2002-11-13 20:54:00

by Luben Tuikov

[permalink] [raw]
Subject: [PATCH] 3w-xxxx: additional ata->sense codes, avoid driver lockup

A few of our IDE hds were generating those errors.

The first one locks up the 3w-xxxx driver (into an inf. loop)
when the error register = 0x11; this also resulted sometimes
in kernel lockup, also when doing raidstop...

The second one (0x51 move) is for completely broken
sectors/medium -- this makes SCSI core figure this one out
quickly and do the appropriate action, rather than retry
the command several times + timeout, of course without
success.

For the status byte, we're more generous (actually only interested
in the error bit); if found, good, else the effect is the same.

--
Luben

--- linux-2.5.47/drivers/scsi/3w-xxxx.h Sun Nov 10 22:28:06 2002
+++ linux/drivers/scsi/3w-xxxx.h Wed Nov 13 15:07:28 2002
@@ -108,7 +108,9 @@
{0x01, 0x03, 0x13, 0x00}, // Address mark not found Address mark not found for data field
{0x04, 0x0b, 0x00, 0x00}, // Aborted command Aborted command
{0x10, 0x0b, 0x14, 0x00}, // ID not found Recorded entity not found
+ {0x11, 0x0b, 0x12, 0x00}, // Address Mark Not Found Address Mark Not Found For ID Field
{0x40, 0x03, 0x11, 0x00}, // Uncorrectable ECC error Unrecovered read error
+ {0x51, 0x03, 0x31, 0x00}, // Uncorrectable Data Error Medium Format Corrupted
{0x61, 0x04, 0x00, 0x00}, // Device fault Hardware error
{0x84, 0x0b, 0x47, 0x00}, // Data CRC error SCSI parity error
{0xd0, 0x0b, 0x00, 0x00}, // Device busy Aborted command
@@ -118,7 +120,6 @@
// 3ware Error SCSI Error
{0x09, 0x0b, 0x00, 0x00}, // Unrecovered disk error Aborted command
{0x37, 0x0b, 0x04, 0x00}, // Unit offline Logical unit not ready
- {0x51, 0x0b, 0x00, 0x00} // Unspecified Aborted command
};

/* Control register bit definitions */
--- linux-2.5.47/drivers/scsi/3w-xxxx.c Sun Nov 10 22:28:30 2002
+++ linux/drivers/scsi/3w-xxxx.c Wed Nov 13 15:07:28 2002
@@ -716,7 +716,7 @@

/* Attempt to return intelligent sense information */
if (fill_sense) {
- if ((command->status == 0xc7) || (command->status == 0xcb)) {
+ if (command->status & 0xC1) {
for (i=0;i<(sizeof(tw_sense_table)/sizeof(tw_sense_table[0]));i++) {
if (command->flags == tw_sense_table[i][0]) {


2002-11-13 22:17:32

by Luben Tuikov

[permalink] [raw]
Subject: Re: [PATCH] 3w-xxxx: additional ata->sense codes, avoid driver lockup

Adam Radford wrote:
>
> Luben,
>
> Thanks for submitting the patch, however, it appears part of it is wrong:
>
> - if ((command->status == 0xc7) || (command->status == 0xcb))
> {
> + if (command->status & 0xC1) {
>
> What makes you think you should not check for c7 or cb, and only check c1?

Hi Adam,

I don't really ``only'' check for 0xc1, it just shows which bits I'm
interested in (0xc1 is a mask anded with the status).

In fact, I'm only interested in the error bit (ERR), but saw what you did
and decided to stay as close to 0xc7 and 0xcb, both of whom are in the
subset of status & 0xC1, (0xC1 == BSY|DRDY|ERR).

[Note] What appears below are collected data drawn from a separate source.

//! # hcinfo - HSA accelerator inspection
//!
//! Enumerates the compute accelerators visible to the HSA runtime and
//! renders a report of their capabilities: memory, compute units, precision
//! support, profile and peer topology.
//!
//! ## Features
//!
//! - **KFD topology backend** reading `/sys/class/kfd/kfd/topology`
//! - **Host backend** exposing the emulated CPU accelerator
//! - **Catalog trait** so reports can be produced from any device source
//! - **Text and JSON** report formats
//!
//! ## Quick Start
//!
//! ```no_run
//! use hcinfo::prelude::*;
//!
//! fn main() -> Result<(), Box<dyn std::error::Error>> {
//!     let catalog = open_catalog(&Config::from_env()?)?;
//!     for acc in catalog.all()? {
//!         print!("{}", AcceleratorReport(&acc));
//!     }
//!     Ok(())
//! }
//! ```

#![warn(missing_docs)]
#![warn(rustdoc::missing_crate_level_docs)]

pub mod accelerator;
pub mod catalog;
pub mod cli;
pub mod config;
pub mod error;
pub mod mappings;
pub mod report;

pub use accelerator::{version_string, AccessType, Accelerator, DoublePrecision, Profile};
pub use catalog::{open_catalog, Backend, DeviceCatalog, HostCatalog, KfdCatalog, StaticCatalog};
pub use cli::{Invocation, Reporter, EXIT_FAILURE, EXIT_SUCCESS};
pub use config::{Config, OutputFormat};
pub use error::{CatalogError, Result};
pub use report::AcceleratorReport;

/// Library version
pub const VERSION: &str = env!("CARGO_PKG_VERSION");

/// Get library information
///
/// # Example
///
/// ```no_run
/// println!("Using hcinfo v{}", hcinfo::version());
/// ```
pub fn version() -> &'static str {
    VERSION
}

/// Run the reporter for `args` (program name excluded) against `config`
///
/// Opens the configured catalog, writes reports to `out` and diagnostics to
/// `err`, and returns the process exit status.
pub fn run<S, O, E>(args: &[S], config: &Config, out: &mut O, err: &mut E) -> Result<i32>
where
    S: AsRef<str>,
    O: std::io::Write,
    E: std::io::Write,
{
    let invocation = Invocation::from_args(args);
    log::debug!("invocation: {:?}", invocation);

    // Usage and help must not depend on a readable topology.
    if matches!(invocation, Invocation::Help | Invocation::Usage) {
        let empty = StaticCatalog::empty();
        return Reporter::new(&empty, config.format, config.backend).run(&invocation, out, err);
    }

    let catalog = match open_catalog(config) {
        Ok(catalog) => catalog,
        Err(e) => {
            log::warn!("failed to open {} catalog: {}", config.backend, e);
            match &invocation {
                Invocation::Device(path) => cli::write_not_found(err, path)?,
                _ => writeln!(err, "error: {}", e)?,
            }
            return Ok(EXIT_FAILURE);
        }
    };
    Reporter::new(catalog.as_ref(), config.format, config.backend).run(&invocation, out, err)
}

/// Prelude module for convenient imports
///
/// # Example
///
/// ```no_run
/// use hcinfo::prelude::*;
///
/// let catalog = HostCatalog::new();
/// let default = catalog.default_accelerator()?;
/// # Ok::<(), hcinfo::CatalogError>(())
/// ```
pub mod prelude {
    pub use crate::accelerator::{AccessType, Accelerator, Profile};
    pub use crate::catalog::{open_catalog, DeviceCatalog, HostCatalog, KfdCatalog, StaticCatalog};
    pub use crate::config::{Config, OutputFormat};
    pub use crate::report::AcceleratorReport;
    pub use crate::{run, version};
}
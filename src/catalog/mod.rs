//! Device catalogs
//!
//! A [`DeviceCatalog`] answers three questions: which accelerators exist,
//! which one lives at a given path, and which one is the default. The
//! reporter only talks to this trait, so it can run against the KFD
//! topology, the host alone, or an in-memory list.

mod host;
mod kfd;

pub use host::{host_accelerator, HostCatalog, HOST_DEVICE_PATH};
pub use kfd::{KfdCatalog, KfdNode};

use crate::accelerator::Accelerator;
use crate::config::Config;
use crate::error::{CatalogError, Result};
use std::fmt;
use std::str::FromStr;

/// Literal path that names the default accelerator
pub const DEFAULT_DEVICE_PATH: &str = "default";

/// Source of accelerator descriptors
pub trait DeviceCatalog {
    /// All accelerators, in catalog order
    fn all(&self) -> Result<Vec<Accelerator>>;

    /// Accelerator at `path`; [`DEFAULT_DEVICE_PATH`] resolves to the default
    fn resolve(&self, path: &str) -> Result<Accelerator>;

    /// The accelerator used when none is specified
    fn default_accelerator(&self) -> Result<Accelerator>;
}

/// Backend the catalog is read from
#[derive(Debug, Clone, Copy, PartialEq, Eq)]
pub enum Backend {
    /// Linux KFD topology (HSA agents)
    Kfd,
    /// Emulated host accelerator only
    Host,
    /// No backend compiled in
    Unknown,
}

impl Backend {
    /// Backend selected by the enabled cargo features
    pub fn compiled() -> Self {
        if cfg!(all(feature = "kfd", target_os = "linux")) {
            Backend::Kfd
        } else if cfg!(feature = "host") {
            Backend::Host
        } else {
            Backend::Unknown
        }
    }
}

impl fmt::Display for Backend {
    fn fmt(&self, f: &mut fmt::Formatter<'_>) -> fmt::Result {
        match self {
            Backend::Kfd => write!(f, "HSA (KFD)"),
            Backend::Host => write!(f, "Host"),
            Backend::Unknown => write!(f, "Unknown"),
        }
    }
}

impl FromStr for Backend {
    type Err = CatalogError;

    fn from_str(s: &str) -> Result<Self> {
        match s.trim().to_ascii_lowercase().as_str() {
            "kfd" | "hsa" => Ok(Backend::Kfd),
            "host" | "cpu" => Ok(Backend::Host),
            other => Err(CatalogError::InvalidConfig(format!(
                "{}: unknown backend '{}' (expected kfd or host)",
                crate::config::ENV_BACKEND,
                other
            ))),
        }
    }
}

/// Open the catalog selected by `config`
pub fn open_catalog(config: &Config) -> Result<Box<dyn DeviceCatalog>> {
    log::debug!("opening {} catalog", config.backend);

    let catalog: Box<dyn DeviceCatalog> = match config.backend {
        Backend::Kfd => Box::new(KfdCatalog::load(
            &config.topology_root,
            config.default_device.clone(),
        )?),
        Backend::Host => Box::new(HostCatalog::new()),
        Backend::Unknown => Box::new(StaticCatalog::empty()),
    };

    Ok(catalog)
}

/// Catalog over a fixed list of accelerators
#[derive(Debug, Clone, Default)]
pub struct StaticCatalog {
    accelerators: Vec<Accelerator>,
    default_path: Option<String>,
}

impl StaticCatalog {
    /// Catalog over `accelerators`, default chosen automatically
    pub fn new(accelerators: Vec<Accelerator>) -> Self {
        Self {
            accelerators,
            default_path: None,
        }
    }

    /// Catalog with no accelerators
    pub fn empty() -> Self {
        Self::default()
    }

    /// Prefer the accelerator at `path` as default
    ///
    /// Ignored when no accelerator has that path.
    pub fn with_default(mut self, path: impl Into<String>) -> Self {
        self.default_path = Some(path.into());
        self
    }

    fn find(&self, path: &str) -> Option<&Accelerator> {
        self.accelerators.iter().find(|a| a.device_path == path)
    }
}

impl DeviceCatalog for StaticCatalog {
    fn all(&self) -> Result<Vec<Accelerator>> {
        Ok(self.accelerators.clone())
    }

    fn resolve(&self, path: &str) -> Result<Accelerator> {
        if path == DEFAULT_DEVICE_PATH {
            return self.default_accelerator();
        }

        self.find(path)
            .cloned()
            .ok_or_else(|| CatalogError::NotFound(path.to_string()))
    }

    fn default_accelerator(&self) -> Result<Accelerator> {
        let preferred = self.default_path.as_deref().and_then(|p| self.find(p));
        if self.default_path.is_some() && preferred.is_none() {
            log::warn!(
                "default device '{}' not present, falling back",
                self.default_path.as_deref().unwrap_or_default()
            );
        }

        preferred
            .or_else(|| self.accelerators.iter().find(|a| !a.is_emulated))
            .or_else(|| self.accelerators.first())
            .cloned()
            .ok_or_else(|| CatalogError::NotFound(DEFAULT_DEVICE_PATH.to_string()))
    }
}
//! KFD topology reader
//!
//! The amdkfd driver publishes every HSA agent under
//! `/sys/class/kfd/kfd/topology/nodes/<id>`. Each node carries a
//! `properties` file of `key value` lines, an ISA `name`, and
//! `mem_banks/` and `io_links/` subdirectories with their own
//! `properties` files.

use super::host::{host_accelerator, host_parallelism};
use super::{DeviceCatalog, StaticCatalog};
use crate::accelerator::{pack_version, AccessType, Accelerator, Profile};
use crate::error::{CatalogError, Result};
use crate::mappings::{gfx_isa_name, identify_gfx_target, parse_gfx_target_version};
use std::collections::HashMap;
use std::fs;
use std::io;
use std::path::{Path, PathBuf};

/// Frame buffer heap types (public and private)
const FRAME_BUFFER_HEAPS: [u64; 2] = [1, 2];

/// SIMDs per compute unit when the node does not report it
const DEFAULT_SIMD_PER_CU: u64 = 4;

/// One topology node as read from sysfs
#[derive(Debug, Clone, Default, PartialEq, Eq)]
pub struct KfdNode {
    /// Node id (directory name)
    pub id: u32,
    /// ISA name, empty for CPU nodes
    pub name: String,
    /// Node properties
    pub properties: HashMap<String, u64>,
    /// Memory bank properties, by bank index
    pub mem_banks: Vec<HashMap<String, u64>>,
    /// IO link properties, by link index
    pub io_links: Vec<HashMap<String, u64>>,
}

impl KfdNode {
    /// Property value, zero when absent
    pub fn prop(&self, key: &str) -> u64 {
        self.properties.get(key).copied().unwrap_or(0)
    }

    /// Property value narrowed to `u32`, saturating at `u32::MAX`
    pub fn prop_u32(&self, key: &str) -> u32 {
        saturate_u32(self.prop(key))
    }

    /// GPU nodes report SIMDs; CPU nodes do not
    pub fn is_gpu(&self) -> bool {
        self.prop("simd_count") > 0
    }

    /// GPU node sharing the package with CPU cores
    pub fn is_apu(&self) -> bool {
        self.is_gpu() && self.prop("cpu_cores_count") > 0
    }

    /// ISA name, derived from `gfx_target_version` when `name` is empty
    pub fn isa(&self) -> String {
        if self.name.is_empty() {
            gfx_isa_name(self.prop_u32("gfx_target_version"))
        } else {
            self.name.clone()
        }
    }

    /// Frame buffer size in bytes
    pub fn frame_buffer_bytes(&self) -> u64 {
        let banked: u64 = self
            .mem_banks
            .iter()
            .filter(|bank| {
                FRAME_BUFFER_HEAPS.contains(&bank.get("heap_type").copied().unwrap_or(0))
            })
            .map(|bank| bank.get("size_in_bytes").copied().unwrap_or(0))
            .fold(0u64, u64::saturating_add);

        if banked > 0 {
            banked
        } else {
            self.prop("local_mem_size")
        }
    }

    /// Compute units, from SIMD count
    pub fn compute_units(&self) -> u32 {
        let simd_per_cu = match self.prop("simd_per_cu") {
            0 => DEFAULT_SIMD_PER_CU,
            n => n,
        };
        saturate_u32(self.prop("simd_count") / simd_per_cu)
    }
}

/// Catalog backed by the KFD topology
#[derive(Debug, Clone)]
pub struct KfdCatalog {
    inner: StaticCatalog,
}
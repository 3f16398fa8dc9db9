//! AMD GFX target database

use super::GpuFamily;

/// Known GFX target used for naming and classification
#[derive(Debug, Clone)]
pub struct GfxTarget {
    /// KFD `gfx_target_version` value
    pub version: u32,
    /// Chip codename (e.g. "Vega 20")
    pub codename: &'static str,
    /// Architecture family
    pub family: GpuFamily,
}

/// Database of GFX targets exposed by ROCm-capable kernels
pub const GFX_TARGETS: &[GfxTarget] = &[
    // GCN
    GfxTarget { version: 80001,  codename: "Carrizo",        family: GpuFamily::Gcn },
    GfxTarget { version: 80002,  codename: "Tonga",          family: GpuFamily::Gcn },
    GfxTarget { version: 80003,  codename: "Fiji/Polaris",   family: GpuFamily::Gcn },

    // Vega
    GfxTarget { version: 90000,  codename: "Vega 10",        family: GpuFamily::Vega },
    GfxTarget { version: 90002,  codename: "Raven",          family: GpuFamily::Vega },
    GfxTarget { version: 90004,  codename: "Vega 12",        family: GpuFamily::Vega },
    GfxTarget { version: 90006,  codename: "Vega 20",        family: GpuFamily::Vega },
    GfxTarget { version: 90012,  codename: "Renoir",         family: GpuFamily::Vega },

    // CDNA
    GfxTarget { version: 90008,  codename: "Arcturus",       family: GpuFamily::Cdna },
    GfxTarget { version: 90010,  codename: "Aldebaran",      family: GpuFamily::Cdna2 },
    GfxTarget { version: 90400,  codename: "Aqua Vanjaram",  family: GpuFamily::Cdna3 },
    GfxTarget { version: 90402,  codename: "Aqua Vanjaram",  family: GpuFamily::Cdna3 },

    // RDNA
    GfxTarget { version: 100100, codename: "Navi 10",        family: GpuFamily::Rdna },
    GfxTarget { version: 100300, codename: "Navi 21",        family: GpuFamily::Rdna2 },
    GfxTarget { version: 100301, codename: "Navi 22",        family: GpuFamily::Rdna2 },
    GfxTarget { version: 100302, codename: "Navi 23",        family: GpuFamily::Rdna2 },
    GfxTarget { version: 100305, codename: "Rembrandt",      family: GpuFamily::Rdna2 },
    GfxTarget { version: 110000, codename: "Navi 31",        family: GpuFamily::Rdna3 },
    GfxTarget { version: 110001, codename: "Navi 32",        family: GpuFamily::Rdna3 },
    GfxTarget { version: 110002, codename: "Navi 33",        family: GpuFamily::Rdna3 },
    GfxTarget { version: 110003, codename: "Phoenix",        family: GpuFamily::Rdna3 },
    GfxTarget { version: 120001, codename: "Navi 48",        family: GpuFamily::Rdna4 },
];

/// Look up a GFX target by its KFD `gfx_target_version`
pub fn identify_gfx_target(version: u32) -> Option<&'static GfxTarget> {
    GFX_TARGETS.iter().find(|target| target.version == version)
}
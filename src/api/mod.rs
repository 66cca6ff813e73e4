//! Purpose: Public Rust API over the Tyco C ABI.
//! Exports: Document handle wrapper, status/error types, engine types for embedders.
//! Role: Additive-only surface used by the CLI, the golden harness, and Rust embedders.
//! Invariants: Rust callers reach documents through `Document`, which owns its raw handle.

mod document;

pub use crate::core::context::TycoContext;
pub use crate::core::engine::{Engine, TycoEngine};
pub use crate::core::error::{Error, ErrorKind};
pub use document::{BoundaryError, Document, Status, parse_file_to_json, parse_str_to_json};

So in effect 0xC7 and 0xCB
still match.

Anyway, if you are throwing away

if (command->status & 0xC1)

then you might as well throw away flags 0x11 from tw_sense_table[]
and then we're back at ``square 1'' -- this is exactly when the
driver gets into an inf. loop and eventually locks up the machine
and the serial console prints ...
3w-xxxx: scsiX: Command failed: status = 0xc1, flags = 0x11, unit #Y.
... ad infinitum.

I was just trying to avoid this deadlock.

--
Luben

2002-11-13 23:46:49

by Luben Tuikov

[permalink] [raw]
Subject: Re: [PATCH] 3w-xxxx: additional ata->sense codes, avoid driver lockup

Adam Radford wrote:
>
> While there may need to be a fix so you don't loop on status=c1,flags=0x11,
> you should know that:
>
> command_packet->status is not a scsi or ATA register value at all.
>
> (0xC1 == BSY|DRDY|ERR).
> ^^^^^^^^^^^^^^^^^^^^^^^^ this is not true.

Really? Last time I checked the ATA spec, C1h comes
out to BSY=80h | DRDY=40h | ERR=1h.

I was *merely* trying to fix the loop on status=C1h, flags=11h.

By the use of flags (error register) and status's bits, I concluded
that while status is not *the* ATA status register, it's bits
are pretty close. For this reason I used the C1h *mask* to make
everyone happy.

Yes, I did assume that it is massaged by the controller,
but with a closed hardware spec and a bug, I had to start
somewhere.

--
Luben